■ What is required ■
Which lines of the records contain the word "cases"? Copy each one.

■ Data for this exercise ■
=======
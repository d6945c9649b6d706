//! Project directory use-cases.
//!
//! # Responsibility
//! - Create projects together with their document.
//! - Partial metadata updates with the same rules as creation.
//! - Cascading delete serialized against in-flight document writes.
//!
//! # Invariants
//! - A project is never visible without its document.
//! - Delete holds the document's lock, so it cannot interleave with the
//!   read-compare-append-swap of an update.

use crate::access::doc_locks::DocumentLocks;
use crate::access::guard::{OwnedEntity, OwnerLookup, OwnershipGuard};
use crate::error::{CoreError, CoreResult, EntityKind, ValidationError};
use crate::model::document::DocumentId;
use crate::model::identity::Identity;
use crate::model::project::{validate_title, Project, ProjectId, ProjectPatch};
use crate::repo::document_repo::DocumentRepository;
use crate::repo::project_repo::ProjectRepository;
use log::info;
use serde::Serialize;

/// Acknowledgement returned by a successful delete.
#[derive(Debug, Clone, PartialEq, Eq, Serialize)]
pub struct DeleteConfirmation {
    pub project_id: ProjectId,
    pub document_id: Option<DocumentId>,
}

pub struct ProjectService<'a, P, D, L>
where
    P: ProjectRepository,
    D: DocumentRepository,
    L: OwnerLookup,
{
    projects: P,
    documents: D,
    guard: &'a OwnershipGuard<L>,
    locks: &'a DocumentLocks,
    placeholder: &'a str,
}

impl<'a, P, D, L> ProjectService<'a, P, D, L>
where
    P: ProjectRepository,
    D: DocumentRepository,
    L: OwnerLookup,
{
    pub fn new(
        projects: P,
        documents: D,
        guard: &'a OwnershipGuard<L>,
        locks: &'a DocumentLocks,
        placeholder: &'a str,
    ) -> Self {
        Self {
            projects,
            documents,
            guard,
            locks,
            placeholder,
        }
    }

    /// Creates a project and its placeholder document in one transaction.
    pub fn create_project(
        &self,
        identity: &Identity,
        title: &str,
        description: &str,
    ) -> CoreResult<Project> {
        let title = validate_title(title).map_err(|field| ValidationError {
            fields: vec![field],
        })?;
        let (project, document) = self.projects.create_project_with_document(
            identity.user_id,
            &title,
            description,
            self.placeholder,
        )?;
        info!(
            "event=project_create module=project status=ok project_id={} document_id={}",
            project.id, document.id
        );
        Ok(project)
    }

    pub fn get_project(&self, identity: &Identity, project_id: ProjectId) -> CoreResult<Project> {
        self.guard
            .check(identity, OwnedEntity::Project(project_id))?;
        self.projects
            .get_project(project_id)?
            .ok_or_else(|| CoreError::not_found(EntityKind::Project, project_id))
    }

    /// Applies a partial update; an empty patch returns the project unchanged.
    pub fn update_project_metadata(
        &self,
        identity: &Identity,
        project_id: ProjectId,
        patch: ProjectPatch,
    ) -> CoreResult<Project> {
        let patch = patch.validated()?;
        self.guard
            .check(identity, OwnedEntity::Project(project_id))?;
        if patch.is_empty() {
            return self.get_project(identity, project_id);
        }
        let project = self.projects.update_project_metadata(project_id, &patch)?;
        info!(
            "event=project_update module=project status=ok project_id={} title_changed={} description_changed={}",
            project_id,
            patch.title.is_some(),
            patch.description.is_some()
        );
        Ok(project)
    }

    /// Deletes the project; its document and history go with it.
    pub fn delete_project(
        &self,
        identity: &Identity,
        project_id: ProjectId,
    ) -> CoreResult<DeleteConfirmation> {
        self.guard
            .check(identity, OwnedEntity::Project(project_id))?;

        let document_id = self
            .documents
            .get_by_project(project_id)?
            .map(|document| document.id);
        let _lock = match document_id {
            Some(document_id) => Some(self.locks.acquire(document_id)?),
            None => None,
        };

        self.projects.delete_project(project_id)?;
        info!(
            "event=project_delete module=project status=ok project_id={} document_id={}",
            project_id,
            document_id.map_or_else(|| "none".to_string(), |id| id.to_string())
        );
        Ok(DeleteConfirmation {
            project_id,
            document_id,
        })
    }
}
=======
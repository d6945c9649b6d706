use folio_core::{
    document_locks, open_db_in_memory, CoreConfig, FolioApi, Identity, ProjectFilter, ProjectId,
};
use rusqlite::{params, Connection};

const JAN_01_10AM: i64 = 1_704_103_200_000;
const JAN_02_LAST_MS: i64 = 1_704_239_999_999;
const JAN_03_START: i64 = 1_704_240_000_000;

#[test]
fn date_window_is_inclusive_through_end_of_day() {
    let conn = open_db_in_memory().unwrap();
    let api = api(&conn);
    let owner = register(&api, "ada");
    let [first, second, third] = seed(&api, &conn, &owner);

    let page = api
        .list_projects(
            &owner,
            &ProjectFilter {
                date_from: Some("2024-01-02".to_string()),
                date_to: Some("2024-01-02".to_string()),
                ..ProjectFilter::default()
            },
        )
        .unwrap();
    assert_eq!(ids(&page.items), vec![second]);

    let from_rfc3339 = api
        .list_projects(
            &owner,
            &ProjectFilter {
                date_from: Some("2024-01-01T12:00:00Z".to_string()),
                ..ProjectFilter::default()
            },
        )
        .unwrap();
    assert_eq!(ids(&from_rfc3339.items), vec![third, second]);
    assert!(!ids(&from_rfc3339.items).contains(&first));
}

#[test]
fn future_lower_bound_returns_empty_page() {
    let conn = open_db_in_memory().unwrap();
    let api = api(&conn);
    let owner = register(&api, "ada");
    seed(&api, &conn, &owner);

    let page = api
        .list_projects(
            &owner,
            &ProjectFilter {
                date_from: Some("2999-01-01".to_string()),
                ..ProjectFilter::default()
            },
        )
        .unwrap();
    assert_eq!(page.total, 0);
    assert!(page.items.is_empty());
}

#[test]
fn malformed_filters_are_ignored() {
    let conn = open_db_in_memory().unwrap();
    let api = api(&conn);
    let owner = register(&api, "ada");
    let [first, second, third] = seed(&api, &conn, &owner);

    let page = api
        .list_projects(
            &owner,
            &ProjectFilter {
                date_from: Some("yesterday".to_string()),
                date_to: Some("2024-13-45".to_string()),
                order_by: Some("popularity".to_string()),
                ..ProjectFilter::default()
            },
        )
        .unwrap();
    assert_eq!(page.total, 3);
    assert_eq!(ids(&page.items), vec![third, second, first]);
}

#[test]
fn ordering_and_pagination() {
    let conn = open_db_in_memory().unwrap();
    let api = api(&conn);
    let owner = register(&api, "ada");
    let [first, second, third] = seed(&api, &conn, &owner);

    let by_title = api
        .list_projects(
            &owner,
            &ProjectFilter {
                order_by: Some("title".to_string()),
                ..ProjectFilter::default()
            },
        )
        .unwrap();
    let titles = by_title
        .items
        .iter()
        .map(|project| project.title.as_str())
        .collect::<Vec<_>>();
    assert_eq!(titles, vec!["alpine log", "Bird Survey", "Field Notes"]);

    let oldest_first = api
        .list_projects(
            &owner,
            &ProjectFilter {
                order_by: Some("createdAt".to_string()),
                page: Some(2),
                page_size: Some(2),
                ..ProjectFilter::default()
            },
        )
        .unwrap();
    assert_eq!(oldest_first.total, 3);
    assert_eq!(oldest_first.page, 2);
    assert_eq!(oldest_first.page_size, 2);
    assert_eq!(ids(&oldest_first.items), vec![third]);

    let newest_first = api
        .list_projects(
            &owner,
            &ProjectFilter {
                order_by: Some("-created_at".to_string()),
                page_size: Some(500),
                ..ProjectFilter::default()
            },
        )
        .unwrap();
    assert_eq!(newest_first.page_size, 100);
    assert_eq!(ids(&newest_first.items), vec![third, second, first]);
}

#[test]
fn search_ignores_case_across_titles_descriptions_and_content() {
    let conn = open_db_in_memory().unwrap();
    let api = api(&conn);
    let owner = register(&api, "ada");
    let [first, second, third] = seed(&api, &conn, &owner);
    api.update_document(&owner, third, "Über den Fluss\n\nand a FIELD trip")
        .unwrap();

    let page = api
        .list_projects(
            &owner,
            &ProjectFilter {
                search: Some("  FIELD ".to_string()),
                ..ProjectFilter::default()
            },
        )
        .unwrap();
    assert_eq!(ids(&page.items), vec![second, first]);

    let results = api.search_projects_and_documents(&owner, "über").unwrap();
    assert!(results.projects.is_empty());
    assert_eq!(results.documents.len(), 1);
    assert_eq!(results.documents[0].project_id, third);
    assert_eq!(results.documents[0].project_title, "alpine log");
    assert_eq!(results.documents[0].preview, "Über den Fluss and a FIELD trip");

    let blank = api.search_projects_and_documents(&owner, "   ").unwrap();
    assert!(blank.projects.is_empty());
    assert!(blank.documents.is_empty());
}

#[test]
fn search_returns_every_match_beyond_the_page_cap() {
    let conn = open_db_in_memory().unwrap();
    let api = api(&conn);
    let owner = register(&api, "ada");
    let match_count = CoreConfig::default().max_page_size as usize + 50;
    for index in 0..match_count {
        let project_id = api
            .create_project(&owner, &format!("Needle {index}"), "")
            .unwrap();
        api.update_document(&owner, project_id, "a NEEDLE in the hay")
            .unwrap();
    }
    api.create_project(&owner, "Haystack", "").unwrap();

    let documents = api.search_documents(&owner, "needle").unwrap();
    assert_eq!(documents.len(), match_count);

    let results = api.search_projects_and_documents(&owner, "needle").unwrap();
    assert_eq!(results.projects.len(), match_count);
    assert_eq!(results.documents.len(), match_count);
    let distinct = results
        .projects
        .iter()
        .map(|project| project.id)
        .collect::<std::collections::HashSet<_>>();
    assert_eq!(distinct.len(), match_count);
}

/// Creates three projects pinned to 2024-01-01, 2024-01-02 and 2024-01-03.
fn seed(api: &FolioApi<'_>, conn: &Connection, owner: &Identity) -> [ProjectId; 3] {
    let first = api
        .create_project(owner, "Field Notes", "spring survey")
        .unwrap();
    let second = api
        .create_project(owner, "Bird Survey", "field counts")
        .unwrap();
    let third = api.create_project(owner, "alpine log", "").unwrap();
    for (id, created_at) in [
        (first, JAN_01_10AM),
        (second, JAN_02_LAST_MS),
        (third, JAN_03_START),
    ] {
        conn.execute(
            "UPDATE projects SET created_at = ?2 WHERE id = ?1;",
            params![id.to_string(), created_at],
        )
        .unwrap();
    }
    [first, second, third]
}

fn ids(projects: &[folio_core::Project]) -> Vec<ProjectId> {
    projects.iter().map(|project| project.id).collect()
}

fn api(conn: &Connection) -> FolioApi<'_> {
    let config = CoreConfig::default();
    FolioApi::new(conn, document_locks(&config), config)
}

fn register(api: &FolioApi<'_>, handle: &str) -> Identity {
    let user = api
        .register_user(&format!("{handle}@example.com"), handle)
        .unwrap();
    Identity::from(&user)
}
=======
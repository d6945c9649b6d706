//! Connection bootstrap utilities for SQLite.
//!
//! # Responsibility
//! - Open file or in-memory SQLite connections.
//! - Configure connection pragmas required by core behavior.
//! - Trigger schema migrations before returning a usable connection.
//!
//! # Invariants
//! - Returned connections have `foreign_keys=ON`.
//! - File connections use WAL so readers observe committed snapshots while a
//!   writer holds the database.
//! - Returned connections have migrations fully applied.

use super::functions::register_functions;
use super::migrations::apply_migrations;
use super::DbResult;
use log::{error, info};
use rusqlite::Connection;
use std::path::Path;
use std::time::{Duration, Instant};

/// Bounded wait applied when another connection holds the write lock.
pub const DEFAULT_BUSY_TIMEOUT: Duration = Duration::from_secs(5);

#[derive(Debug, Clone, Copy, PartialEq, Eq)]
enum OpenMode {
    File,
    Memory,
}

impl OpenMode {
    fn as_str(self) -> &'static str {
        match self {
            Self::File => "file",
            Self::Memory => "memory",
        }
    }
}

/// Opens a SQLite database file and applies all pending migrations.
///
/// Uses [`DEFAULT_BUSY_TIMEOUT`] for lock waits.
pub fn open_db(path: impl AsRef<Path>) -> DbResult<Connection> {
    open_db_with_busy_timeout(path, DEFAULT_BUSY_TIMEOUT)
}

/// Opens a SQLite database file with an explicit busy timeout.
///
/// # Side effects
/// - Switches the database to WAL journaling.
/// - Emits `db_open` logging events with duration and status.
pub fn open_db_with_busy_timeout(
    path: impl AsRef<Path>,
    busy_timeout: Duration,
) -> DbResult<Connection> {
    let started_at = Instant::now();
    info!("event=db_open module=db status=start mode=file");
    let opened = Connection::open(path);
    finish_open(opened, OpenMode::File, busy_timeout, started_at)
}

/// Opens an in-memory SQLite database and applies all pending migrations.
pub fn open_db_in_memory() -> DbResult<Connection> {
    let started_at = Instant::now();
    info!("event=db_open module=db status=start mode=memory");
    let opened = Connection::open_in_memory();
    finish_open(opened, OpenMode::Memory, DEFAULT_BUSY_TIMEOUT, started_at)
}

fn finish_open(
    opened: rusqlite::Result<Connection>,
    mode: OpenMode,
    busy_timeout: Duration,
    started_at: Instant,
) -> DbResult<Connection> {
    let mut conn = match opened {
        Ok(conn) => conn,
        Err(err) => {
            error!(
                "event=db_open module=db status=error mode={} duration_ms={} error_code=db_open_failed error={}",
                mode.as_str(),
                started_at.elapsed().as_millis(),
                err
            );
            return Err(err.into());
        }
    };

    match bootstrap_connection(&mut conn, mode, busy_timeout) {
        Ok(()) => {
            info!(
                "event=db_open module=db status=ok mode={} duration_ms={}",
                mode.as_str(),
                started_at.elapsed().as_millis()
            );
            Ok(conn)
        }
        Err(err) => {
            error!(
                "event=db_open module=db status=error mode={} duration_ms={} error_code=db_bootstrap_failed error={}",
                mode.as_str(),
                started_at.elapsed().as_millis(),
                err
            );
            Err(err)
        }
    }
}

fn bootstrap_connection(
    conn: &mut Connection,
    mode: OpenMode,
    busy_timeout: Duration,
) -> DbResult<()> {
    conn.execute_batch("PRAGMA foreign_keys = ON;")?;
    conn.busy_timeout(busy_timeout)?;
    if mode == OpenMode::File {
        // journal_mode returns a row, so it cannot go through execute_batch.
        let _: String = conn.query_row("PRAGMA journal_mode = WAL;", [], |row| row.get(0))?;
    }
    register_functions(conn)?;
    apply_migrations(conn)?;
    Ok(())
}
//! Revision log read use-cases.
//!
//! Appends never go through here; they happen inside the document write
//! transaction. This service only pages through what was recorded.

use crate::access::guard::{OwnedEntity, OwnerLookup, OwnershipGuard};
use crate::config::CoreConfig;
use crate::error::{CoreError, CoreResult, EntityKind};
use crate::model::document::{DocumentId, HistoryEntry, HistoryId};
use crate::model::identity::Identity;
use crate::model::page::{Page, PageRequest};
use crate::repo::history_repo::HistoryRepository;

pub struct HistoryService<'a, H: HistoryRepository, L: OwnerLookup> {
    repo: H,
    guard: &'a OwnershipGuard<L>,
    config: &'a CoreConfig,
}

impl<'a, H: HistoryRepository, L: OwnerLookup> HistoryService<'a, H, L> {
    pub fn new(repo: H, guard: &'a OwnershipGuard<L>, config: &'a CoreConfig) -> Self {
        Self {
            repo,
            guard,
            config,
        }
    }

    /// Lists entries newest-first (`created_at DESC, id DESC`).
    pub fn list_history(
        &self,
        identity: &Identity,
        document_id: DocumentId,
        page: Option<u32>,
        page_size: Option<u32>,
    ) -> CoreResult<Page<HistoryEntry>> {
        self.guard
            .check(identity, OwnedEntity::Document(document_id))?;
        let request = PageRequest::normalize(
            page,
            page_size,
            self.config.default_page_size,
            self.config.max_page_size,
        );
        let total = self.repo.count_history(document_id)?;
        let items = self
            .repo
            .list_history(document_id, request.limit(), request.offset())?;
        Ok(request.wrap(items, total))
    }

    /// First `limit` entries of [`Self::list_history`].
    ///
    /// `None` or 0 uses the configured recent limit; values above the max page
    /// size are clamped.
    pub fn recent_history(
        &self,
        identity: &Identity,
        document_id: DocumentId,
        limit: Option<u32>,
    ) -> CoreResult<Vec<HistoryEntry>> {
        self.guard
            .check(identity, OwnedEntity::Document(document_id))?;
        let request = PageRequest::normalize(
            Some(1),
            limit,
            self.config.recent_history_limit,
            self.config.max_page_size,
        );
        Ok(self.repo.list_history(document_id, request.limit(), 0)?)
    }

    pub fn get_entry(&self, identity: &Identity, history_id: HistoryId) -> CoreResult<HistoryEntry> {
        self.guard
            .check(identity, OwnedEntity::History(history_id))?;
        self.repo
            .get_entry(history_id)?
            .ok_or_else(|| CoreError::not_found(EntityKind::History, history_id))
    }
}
=======
■ Solution for this problem ■
//! Project directory use-cases.
//! Revision log read use-cases.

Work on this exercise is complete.